Task statement
Scan the entries below and report only how many lines contain "lifecycle".

Exercise input START

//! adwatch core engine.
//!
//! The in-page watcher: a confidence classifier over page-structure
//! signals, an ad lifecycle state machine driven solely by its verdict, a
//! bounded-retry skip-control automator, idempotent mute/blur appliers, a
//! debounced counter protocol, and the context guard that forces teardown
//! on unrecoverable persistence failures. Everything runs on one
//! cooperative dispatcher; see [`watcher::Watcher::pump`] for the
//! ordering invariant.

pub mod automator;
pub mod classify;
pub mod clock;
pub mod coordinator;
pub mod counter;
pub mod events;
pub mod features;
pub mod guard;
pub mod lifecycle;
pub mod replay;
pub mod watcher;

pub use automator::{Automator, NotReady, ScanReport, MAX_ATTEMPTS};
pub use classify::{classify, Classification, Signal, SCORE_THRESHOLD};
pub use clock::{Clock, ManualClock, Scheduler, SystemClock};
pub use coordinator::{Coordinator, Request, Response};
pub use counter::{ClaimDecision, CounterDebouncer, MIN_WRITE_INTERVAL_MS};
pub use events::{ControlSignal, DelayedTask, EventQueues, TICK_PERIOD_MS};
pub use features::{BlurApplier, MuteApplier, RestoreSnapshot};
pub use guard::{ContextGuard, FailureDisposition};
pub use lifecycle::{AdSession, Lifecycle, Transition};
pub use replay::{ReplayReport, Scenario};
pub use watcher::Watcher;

Exercise input END

Problem solution
3